The organization announced at its annual policy-making meeting that it plans to conduct additional research on the subject and will reveal its findings next year, when it reports to its legislative and policy-making arm, the House of Delegates.

“ICD-10 coding will create unnecessary and significant financial and administrative burdens for physicians," AMA President-elect Ardis Dee Hoven, MD, said in a statement. “It is critical to evaluate alternatives to ICD-9 that will make for a less cumbersome transition for physicians and allow physicians to focus on their primary priority-patient care.”

The new policy also includes a call for other organizations, including the Centers for Medicare and Medicaid Services, to seek other alternatives to the new diagnostic coding system.

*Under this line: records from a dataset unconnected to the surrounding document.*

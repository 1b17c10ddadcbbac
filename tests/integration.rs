mod common;

use chrono::Duration;

use edge_cipher::ai::{
    analyze_performance, get_recommendations, PerformanceInsightsInput,
    TradePlanningRecommendationsInput,
};
use edge_cipher::journal::{self, pnl, Journal, PerformanceStats, TradeStatus};
use edge_cipher::models::{Direction, Exit, StrategyStatus, Trade};
use edge_cipher::planning::{load_template, save_template, PlanWarning, TradePlan};
use edge_cipher::risk::{BehaviourSnapshot, GuardrailBreach, Guardrails};
use edge_cipher::strategies::{StatusFilter, StrategyBook};

use common::{fresh_store, utc, MockGenerator};

const INSIGHTS_JSON: &str = r#"{
    "summary": "Two winners and one loser on majors.",
    "strengths": "Lets winners run to target.",
    "weaknesses": "Stops are loose on shorts.",
    "riskTendencies": "Uses moderate leverage.",
    "habits": "Trades mornings only.",
    "recommendations": "Keep risk at 1% and journal every exit."
}"#;

#[tokio::test]
async fn journal_to_insights_pipeline() {
    let store = fresh_store("pipeline");
    let entered = utc("2024-03-04T09:30:00Z");

    // 1. Record trades and exits
    let mut journal = Journal::open(store.clone());
    let btc = journal
        .add(
            Trade::new("BTC/USDT", Direction::Long, 60000.0, 0.5)
                .with_entry_date(entered)
                .with_leverage(5.0)
                .with_commission(10.0),
        )
        .unwrap()
        .id
        .clone()
        .unwrap();
    journal
        .add_exit(&btc, Exit::new(entered + Duration::hours(2), 61000.0, 0.25))
        .unwrap();
    let t = journal
        .add_exit(&btc, Exit::new(entered + Duration::hours(3), 62000.0, 0.25))
        .unwrap();

    let p = pnl::compute(t);
    assert_eq!(p.status, TradeStatus::Closed);
    // 0.25 * 1000 + 0.25 * 2000 - 10
    assert!((p.realized_pnl - 740.0).abs() < 1e-9);
    assert!((p.avg_exit_price.unwrap() - 61500.0).abs() < 1e-9);

    let eth = journal
        .add(
            Trade::new("ETH/USDT", Direction::Short, 3500.0, 2.0)
                .with_entry_date(entered + Duration::days(1)),
        )
        .unwrap()
        .id
        .clone()
        .unwrap();
    journal
        .add_exit(
            &eth,
            Exit::new(entered + Duration::days(1) + Duration::hours(1), 3550.0, 2.0),
        )
        .unwrap();

    // Too much exit size is rejected and nothing changes
    assert!(journal
        .add_exit(&eth, Exit::new(entered + Duration::days(2), 3400.0, 0.1))
        .is_err());

    // 2. Survives a reopen
    let journal = Journal::open(store.clone());
    assert_eq!(journal.len(), 2);
    assert_eq!(journal.trades()[0].symbol, "ETH/USDT");

    let stats = PerformanceStats::from_trades(journal.trades());
    assert_eq!(stats.closed_trades, 2);
    assert_eq!(stats.wins, 1);
    assert_eq!(stats.total_pnl, 640.0);

    // 3. History feeds the insights flow
    let history = journal::history_summary(journal.trades());
    assert!(history.lines().next().unwrap().contains("BTC/USDT"));

    let generator = MockGenerator::new(vec![Ok(INSIGHTS_JSON.to_string())]);
    let outcome = analyze_performance(
        &generator,
        &PerformanceInsightsInput {
            trading_history: history.clone(),
            risk_tolerance: "moderate".to_string(),
            investment_goals: "Grow the account 20% this year".to_string(),
        },
    )
    .await;

    assert_eq!(outcome.message, "Successfully generated insights.");
    assert_eq!(outcome.result.unwrap().habits, "Trades mornings only.");
    let prompts = generator.prompts.lock().unwrap();
    assert!(prompts[0].contains(&history));
}

#[tokio::test]
async fn recommendations_report_failures_and_bad_forms() {
    let generator = MockGenerator::new(vec![
        Err(500),
        Ok("I cannot answer that.".to_string()),
        Ok(r#"{"recommendations": "Breakout entries on the 4h chart."}"#.to_string()),
    ]);
    let input = TradePlanningRecommendationsInput {
        user_profile: "Part-time swing trader".to_string(),
        historical_data: "Closed 12 trades, win rate 58%".to_string(),
    };

    let failed = get_recommendations(&generator, &input).await;
    assert_eq!(failed.message, "An error occurred: API error 500: mock failure");

    let garbled = get_recommendations(&generator, &input).await;
    assert!(garbled.message.starts_with("An error occurred: "));
    assert!(garbled.result.is_none());

    let ok = get_recommendations(&generator, &input).await;
    assert_eq!(ok.message, "Successfully generated recommendations.");

    let short = TradePlanningRecommendationsInput {
        user_profile: "short".to_string(),
        historical_data: "".to_string(),
    };
    let invalid = get_recommendations(&generator, &short).await;
    assert_eq!(invalid.message, "Please check the form for errors.");
    assert_eq!(invalid.errors.unwrap().fields().len(), 2);
    assert_eq!(generator.prompt_count(), 3);
}

#[test]
fn plan_template_and_guardrails() {
    let store = fresh_store("plan");

    let plan = TradePlan::new(25000.0, 1.0, 3500.0, 3450.0, 3650.0);
    let calc = plan.calculate().unwrap();
    assert_eq!(calc.risk_amount, 250.0);
    assert_eq!(calc.position_size, 5.0);
    assert_eq!(calc.risk_reward_ratio, 3.0);
    assert!(plan.warnings().is_empty());

    let risky = TradePlan::new(25000.0, 3.0, 3500.0, 3495.0, 3650.0).with_symbol("BTC/USDT");
    assert!(risky.warnings().contains(&PlanWarning::TightStop));
    save_template(&store, &risky).unwrap();
    assert_eq!(load_template(&store), risky);

    let guardrails = Guardrails::default();
    assert_eq!(
        guardrails.check_plan(&risky),
        Some(GuardrailBreach::RiskPerTrade {
            planned: 3.0,
            limit: 2.0
        })
    );

    // Five open positions on one day trips the concurrency limit only
    let now = utc("2024-03-04T18:00:00Z");
    let trades: Vec<Trade> = (0..5)
        .map(|i| {
            Trade::new("SOL/USDT", Direction::Long, 150.0, 1.0)
                .with_entry_date(now - Duration::hours(i + 1))
        })
        .collect();
    let snapshot = BehaviourSnapshot::compute(&trades, 25000.0, chrono_tz::Tz::UTC, now);
    assert_eq!(snapshot.trades_today, 5);
    assert_eq!(
        guardrails.check(&snapshot),
        vec![GuardrailBreach::ConcurrentPositions { count: 5, limit: 4 }]
    );
}

#[test]
fn strategy_book_round_trip() {
    let store = fresh_store("strategies");

    let mut book = StrategyBook::open(store.clone());
    assert_eq!(book.all().len(), 4);
    let running = book.filter(StatusFilter::Only(StrategyStatus::Running)).len();

    assert_eq!(book.toggle_status("strat-1").unwrap(), StrategyStatus::Paused);
    book.save_notes("strat-1", "paused for FOMC").unwrap();

    let book = StrategyBook::open(store);
    assert_eq!(
        book.filter(StatusFilter::Only(StrategyStatus::Running)).len(),
        running - 1
    );
    assert_eq!(book.get("strat-1").unwrap().notes, "paused for FOMC");
}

In other AMA news, several family physicians have been elected to the board for the upcoming year. The organization named David O. Barbe, MD, Mountain Grove, Missouri, chairman-elect; Stephen R. Permut, MD, JD, Philadelphia, Pennsylvania, secretary; and William E. Kobler, MD, Rockford, Illinois, board member.

President-elect Hoven is an internal medicine and infectious disease specialist from Lexington, Kentucky, and is only the third woman to hold the title of president since the AMA’s inception in 1847.

The AMA also announced the results of its fifth annual National Health Insurer Report Card, a look at how well the largest health insurance companies in the country handle medical claims. The news is good: The rate of accuracy improved for all of the health insurance companies examined since last year’s report card.

Private health insurers made fewer mistakes on the medical claims they paid in 2012 compared with 2011 (9.5% versus 19.3%, respectively). As a result, the healthcare system saved $8 billion in administrative work it did not need to conduct to fix mistakes, the AMA says, although an additional $7 billion could be saved if insurance claims were always paid correctly.